:: What needs to be done ::
Only the lines holding "that" are wanted. Copy every one from the records below.
=======
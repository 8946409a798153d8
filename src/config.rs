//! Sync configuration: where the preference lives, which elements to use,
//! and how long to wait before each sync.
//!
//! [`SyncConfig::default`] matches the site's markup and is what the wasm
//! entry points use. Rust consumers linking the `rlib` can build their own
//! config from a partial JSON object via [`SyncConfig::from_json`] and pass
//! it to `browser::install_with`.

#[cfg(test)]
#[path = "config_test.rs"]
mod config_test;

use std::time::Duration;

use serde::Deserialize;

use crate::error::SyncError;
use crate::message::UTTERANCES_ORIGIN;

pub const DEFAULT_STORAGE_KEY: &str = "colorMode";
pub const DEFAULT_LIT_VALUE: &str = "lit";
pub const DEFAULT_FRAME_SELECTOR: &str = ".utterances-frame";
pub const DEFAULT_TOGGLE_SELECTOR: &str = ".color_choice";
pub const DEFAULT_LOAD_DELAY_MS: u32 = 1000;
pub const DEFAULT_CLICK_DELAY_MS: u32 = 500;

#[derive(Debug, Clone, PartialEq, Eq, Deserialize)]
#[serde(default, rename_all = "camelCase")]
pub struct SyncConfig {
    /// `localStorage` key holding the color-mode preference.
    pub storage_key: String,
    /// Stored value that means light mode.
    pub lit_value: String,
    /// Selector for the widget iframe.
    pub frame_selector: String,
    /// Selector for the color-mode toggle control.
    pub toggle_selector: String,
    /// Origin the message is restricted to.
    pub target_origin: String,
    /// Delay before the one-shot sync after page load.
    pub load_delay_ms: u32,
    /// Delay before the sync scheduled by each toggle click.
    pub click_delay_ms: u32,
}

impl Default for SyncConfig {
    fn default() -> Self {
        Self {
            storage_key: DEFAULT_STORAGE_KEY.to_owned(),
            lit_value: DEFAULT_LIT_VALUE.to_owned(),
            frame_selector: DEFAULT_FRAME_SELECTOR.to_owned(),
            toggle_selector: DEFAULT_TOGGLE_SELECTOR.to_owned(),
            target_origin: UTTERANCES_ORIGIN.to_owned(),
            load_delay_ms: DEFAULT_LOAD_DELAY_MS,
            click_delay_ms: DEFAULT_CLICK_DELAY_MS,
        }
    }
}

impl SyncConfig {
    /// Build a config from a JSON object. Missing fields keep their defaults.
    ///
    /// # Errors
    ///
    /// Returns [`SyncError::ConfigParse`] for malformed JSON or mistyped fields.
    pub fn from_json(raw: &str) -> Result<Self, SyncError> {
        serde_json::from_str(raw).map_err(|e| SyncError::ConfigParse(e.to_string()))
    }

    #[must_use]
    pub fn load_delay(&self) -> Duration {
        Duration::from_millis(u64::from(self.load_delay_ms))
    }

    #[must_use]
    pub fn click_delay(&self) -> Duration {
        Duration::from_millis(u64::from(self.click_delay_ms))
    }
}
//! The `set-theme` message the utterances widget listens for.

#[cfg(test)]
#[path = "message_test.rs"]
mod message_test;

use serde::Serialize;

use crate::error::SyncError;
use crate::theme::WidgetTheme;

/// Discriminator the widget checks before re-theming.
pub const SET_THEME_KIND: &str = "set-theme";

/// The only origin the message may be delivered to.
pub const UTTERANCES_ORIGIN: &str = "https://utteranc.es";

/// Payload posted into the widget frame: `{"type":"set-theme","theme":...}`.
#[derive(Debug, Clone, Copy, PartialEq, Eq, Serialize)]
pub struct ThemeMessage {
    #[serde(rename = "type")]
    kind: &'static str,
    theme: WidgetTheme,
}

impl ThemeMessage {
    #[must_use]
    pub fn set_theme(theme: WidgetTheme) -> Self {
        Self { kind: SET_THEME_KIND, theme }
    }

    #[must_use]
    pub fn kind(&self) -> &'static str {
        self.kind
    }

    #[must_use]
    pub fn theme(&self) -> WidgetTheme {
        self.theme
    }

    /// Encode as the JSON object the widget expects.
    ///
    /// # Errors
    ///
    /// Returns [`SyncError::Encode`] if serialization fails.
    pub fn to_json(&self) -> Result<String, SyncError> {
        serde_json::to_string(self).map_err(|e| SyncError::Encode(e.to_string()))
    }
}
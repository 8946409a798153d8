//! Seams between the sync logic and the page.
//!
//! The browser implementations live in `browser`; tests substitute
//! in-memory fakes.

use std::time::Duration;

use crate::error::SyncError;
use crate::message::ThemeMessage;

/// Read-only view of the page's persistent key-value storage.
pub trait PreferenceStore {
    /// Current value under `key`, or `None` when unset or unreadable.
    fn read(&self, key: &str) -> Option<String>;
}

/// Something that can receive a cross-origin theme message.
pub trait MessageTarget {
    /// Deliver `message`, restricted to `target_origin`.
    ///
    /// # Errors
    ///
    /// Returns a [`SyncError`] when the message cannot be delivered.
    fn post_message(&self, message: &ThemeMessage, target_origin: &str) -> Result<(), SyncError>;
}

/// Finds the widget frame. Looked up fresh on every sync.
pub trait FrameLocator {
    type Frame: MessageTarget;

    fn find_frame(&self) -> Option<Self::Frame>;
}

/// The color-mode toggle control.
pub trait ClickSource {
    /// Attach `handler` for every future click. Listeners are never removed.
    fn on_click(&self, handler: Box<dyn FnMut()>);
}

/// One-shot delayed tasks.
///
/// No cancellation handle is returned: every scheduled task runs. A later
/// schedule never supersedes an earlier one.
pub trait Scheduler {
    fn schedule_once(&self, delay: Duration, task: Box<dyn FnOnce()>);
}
=======
:: Problem solution ::
    /// Stored value that means light mode.
/// Something that can receive a cross-origin theme message.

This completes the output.